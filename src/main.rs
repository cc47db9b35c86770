use dropshell::core::config::ShellConfig;
use dropshell::flags::Flags;
use dropshell::shell::Shell;
use std::env;
use tracing::Level;

fn main() -> Result<(), dropshell::error::ShellError> {
    let mut flags = Flags::new();
    let args: Vec<String> = env::args().skip(1).collect();
    flags.parse(&args)?;

    if flags.is_set("help") {
        flags.print_help();
        return Ok(());
    }

    if flags.is_set("version") {
        println!("dropshell {}", env!("CARGO_PKG_VERSION"));
        return Ok(());
    }

    let level = if flags.is_set("debug") {
        Level::DEBUG
    } else {
        Level::WARN
    };
    tracing_subscriber::fmt()
        .with_max_level(level)
        .with_target(false)
        .with_writer(std::io::stderr)
        .init();

    let config = ShellConfig::load(&flags)?;
    let mut shell = Shell::new(config)?;
    shell.run()
}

### What you should do
Pick each line holding the word "main" out of the data and copy it.

### Your solution
filename src/main.rs
fn main() -> Result<(), dropshell::error::ShellError> {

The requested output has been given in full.